From the entries below, pull out each line where "apps" appears.

+++++

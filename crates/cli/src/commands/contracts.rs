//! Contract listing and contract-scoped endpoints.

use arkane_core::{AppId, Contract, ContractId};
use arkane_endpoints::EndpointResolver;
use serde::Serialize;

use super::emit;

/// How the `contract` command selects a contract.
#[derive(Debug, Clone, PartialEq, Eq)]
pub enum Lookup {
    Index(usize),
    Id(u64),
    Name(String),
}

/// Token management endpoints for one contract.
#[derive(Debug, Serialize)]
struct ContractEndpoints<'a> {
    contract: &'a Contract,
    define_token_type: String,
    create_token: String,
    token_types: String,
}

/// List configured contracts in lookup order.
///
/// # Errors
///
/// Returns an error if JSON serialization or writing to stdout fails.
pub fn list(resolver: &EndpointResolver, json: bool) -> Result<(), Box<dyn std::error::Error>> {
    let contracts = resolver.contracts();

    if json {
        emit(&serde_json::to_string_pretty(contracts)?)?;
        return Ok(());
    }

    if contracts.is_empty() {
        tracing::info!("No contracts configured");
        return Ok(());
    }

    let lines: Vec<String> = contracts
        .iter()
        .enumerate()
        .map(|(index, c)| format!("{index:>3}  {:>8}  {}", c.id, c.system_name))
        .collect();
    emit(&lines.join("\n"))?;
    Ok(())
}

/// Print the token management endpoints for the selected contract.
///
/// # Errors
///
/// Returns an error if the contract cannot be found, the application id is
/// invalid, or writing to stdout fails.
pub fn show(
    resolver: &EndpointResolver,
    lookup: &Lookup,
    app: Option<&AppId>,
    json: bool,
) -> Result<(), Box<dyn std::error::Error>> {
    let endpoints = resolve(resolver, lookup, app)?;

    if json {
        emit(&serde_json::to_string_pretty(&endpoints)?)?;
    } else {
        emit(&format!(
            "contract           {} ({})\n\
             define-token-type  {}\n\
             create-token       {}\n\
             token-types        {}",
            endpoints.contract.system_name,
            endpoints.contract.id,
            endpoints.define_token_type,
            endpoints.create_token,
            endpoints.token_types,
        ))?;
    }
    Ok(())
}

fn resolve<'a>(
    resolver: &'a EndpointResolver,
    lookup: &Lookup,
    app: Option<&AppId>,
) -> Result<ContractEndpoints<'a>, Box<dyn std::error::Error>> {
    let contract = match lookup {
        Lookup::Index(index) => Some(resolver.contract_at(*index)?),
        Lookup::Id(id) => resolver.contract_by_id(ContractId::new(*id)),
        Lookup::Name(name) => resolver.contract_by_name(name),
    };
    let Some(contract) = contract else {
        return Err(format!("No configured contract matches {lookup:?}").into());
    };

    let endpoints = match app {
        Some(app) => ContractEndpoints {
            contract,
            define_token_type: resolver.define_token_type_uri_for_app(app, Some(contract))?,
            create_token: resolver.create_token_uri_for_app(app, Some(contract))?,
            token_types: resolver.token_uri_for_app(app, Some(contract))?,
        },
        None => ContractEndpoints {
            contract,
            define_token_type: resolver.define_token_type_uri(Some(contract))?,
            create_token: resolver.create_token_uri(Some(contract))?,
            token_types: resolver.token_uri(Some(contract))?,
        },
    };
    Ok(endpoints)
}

+++++

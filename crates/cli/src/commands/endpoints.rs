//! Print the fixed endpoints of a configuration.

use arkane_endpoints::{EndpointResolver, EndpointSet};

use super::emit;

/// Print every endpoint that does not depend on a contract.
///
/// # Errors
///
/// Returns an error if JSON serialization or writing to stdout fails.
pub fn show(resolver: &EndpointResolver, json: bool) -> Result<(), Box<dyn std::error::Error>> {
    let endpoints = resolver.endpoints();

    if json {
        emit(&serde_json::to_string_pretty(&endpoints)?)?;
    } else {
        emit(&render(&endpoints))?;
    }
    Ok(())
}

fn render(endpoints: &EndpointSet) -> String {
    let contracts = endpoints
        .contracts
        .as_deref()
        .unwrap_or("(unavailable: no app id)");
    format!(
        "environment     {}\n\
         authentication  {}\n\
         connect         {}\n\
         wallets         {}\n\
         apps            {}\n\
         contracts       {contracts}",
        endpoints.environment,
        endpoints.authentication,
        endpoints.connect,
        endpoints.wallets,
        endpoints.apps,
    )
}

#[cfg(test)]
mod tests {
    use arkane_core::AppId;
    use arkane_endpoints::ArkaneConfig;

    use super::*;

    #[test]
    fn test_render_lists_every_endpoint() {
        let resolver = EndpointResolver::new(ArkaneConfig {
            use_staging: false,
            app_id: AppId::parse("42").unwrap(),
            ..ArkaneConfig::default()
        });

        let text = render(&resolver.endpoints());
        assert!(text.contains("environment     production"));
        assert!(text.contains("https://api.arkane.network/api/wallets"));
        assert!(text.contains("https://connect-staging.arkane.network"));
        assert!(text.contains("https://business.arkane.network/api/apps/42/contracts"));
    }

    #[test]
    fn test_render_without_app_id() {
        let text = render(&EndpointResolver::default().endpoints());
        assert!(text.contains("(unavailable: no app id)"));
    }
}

+++++

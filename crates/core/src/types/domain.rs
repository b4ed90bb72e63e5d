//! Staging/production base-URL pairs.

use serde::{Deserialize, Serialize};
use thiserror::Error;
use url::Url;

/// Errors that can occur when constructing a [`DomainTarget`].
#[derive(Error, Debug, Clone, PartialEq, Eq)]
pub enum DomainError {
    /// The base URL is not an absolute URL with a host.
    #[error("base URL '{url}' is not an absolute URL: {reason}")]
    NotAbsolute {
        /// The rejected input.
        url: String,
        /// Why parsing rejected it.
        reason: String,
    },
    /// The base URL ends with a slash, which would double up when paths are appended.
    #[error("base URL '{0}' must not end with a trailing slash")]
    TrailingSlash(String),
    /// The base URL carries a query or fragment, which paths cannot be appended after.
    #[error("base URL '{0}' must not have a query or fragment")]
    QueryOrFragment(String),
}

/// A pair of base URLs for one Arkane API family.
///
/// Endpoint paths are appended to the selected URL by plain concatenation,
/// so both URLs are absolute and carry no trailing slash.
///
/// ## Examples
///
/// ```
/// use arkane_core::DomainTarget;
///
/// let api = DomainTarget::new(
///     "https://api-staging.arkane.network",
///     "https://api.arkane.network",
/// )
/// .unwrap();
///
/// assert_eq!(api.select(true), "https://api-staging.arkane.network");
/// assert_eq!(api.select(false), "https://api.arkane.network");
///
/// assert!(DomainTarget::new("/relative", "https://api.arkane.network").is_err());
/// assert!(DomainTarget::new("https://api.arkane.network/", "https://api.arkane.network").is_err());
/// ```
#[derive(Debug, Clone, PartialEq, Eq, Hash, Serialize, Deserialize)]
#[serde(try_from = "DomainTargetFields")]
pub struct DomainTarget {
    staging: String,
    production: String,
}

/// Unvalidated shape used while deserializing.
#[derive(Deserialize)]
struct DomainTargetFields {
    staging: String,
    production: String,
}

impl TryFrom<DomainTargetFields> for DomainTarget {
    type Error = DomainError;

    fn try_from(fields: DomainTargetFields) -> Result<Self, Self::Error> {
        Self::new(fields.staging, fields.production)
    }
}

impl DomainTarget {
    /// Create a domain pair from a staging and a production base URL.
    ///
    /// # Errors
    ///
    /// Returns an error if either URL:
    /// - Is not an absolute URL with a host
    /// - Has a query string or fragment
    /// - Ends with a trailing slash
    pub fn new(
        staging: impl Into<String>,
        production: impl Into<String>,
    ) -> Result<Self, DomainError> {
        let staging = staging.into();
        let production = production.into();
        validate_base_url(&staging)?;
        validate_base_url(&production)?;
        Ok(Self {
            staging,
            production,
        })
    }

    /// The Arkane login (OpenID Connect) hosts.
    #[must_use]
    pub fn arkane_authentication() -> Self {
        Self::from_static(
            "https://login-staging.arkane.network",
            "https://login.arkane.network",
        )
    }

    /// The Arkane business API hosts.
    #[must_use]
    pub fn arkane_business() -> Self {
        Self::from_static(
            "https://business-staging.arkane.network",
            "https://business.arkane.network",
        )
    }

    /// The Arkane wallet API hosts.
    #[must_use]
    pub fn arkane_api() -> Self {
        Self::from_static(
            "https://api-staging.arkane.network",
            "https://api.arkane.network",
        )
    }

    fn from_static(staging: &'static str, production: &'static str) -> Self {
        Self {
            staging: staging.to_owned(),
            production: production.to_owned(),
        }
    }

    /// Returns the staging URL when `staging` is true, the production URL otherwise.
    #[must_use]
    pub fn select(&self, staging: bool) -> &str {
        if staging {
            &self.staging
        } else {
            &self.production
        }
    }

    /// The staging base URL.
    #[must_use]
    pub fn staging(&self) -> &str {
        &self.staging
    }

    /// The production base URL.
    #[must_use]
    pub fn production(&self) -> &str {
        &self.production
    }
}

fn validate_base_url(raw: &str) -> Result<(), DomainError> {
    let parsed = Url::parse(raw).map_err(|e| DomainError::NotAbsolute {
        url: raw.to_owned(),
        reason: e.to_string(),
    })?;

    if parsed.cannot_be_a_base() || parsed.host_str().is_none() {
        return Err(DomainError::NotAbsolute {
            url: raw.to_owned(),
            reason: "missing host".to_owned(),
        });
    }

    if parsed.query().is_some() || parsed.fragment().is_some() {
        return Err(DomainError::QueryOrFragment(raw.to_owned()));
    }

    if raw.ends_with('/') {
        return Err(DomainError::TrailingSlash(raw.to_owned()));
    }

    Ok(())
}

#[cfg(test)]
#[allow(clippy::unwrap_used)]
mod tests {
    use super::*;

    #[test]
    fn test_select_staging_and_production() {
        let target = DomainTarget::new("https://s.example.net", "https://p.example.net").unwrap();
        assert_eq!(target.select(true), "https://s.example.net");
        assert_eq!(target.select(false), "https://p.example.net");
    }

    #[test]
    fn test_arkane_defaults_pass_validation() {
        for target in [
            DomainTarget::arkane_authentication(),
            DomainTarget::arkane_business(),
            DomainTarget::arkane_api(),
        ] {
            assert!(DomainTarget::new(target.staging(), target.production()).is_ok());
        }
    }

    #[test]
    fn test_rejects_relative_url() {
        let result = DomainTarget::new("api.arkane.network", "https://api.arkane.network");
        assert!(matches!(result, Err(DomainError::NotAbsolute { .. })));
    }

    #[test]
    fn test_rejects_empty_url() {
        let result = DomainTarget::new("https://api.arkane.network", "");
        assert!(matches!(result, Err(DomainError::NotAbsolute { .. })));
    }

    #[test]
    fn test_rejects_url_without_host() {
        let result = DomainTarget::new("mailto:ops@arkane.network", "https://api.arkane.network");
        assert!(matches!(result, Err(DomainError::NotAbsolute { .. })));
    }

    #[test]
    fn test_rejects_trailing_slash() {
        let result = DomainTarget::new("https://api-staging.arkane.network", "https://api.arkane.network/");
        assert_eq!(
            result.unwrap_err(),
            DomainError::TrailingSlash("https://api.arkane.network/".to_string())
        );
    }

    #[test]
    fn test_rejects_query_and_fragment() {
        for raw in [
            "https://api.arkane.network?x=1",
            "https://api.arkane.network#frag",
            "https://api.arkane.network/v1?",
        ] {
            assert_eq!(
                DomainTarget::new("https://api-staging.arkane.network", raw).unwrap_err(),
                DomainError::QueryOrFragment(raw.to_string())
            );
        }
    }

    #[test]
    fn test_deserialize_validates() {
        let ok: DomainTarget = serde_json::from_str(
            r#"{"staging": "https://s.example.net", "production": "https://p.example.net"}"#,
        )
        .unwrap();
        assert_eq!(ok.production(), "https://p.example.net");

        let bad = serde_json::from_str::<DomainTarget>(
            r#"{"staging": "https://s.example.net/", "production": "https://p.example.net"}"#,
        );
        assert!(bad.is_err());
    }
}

+++++

Response to this exercise -
         apps            {}\n\
        endpoints.apps,
        assert!(text.contains("https://business.arkane.network/api/apps/42/contracts"));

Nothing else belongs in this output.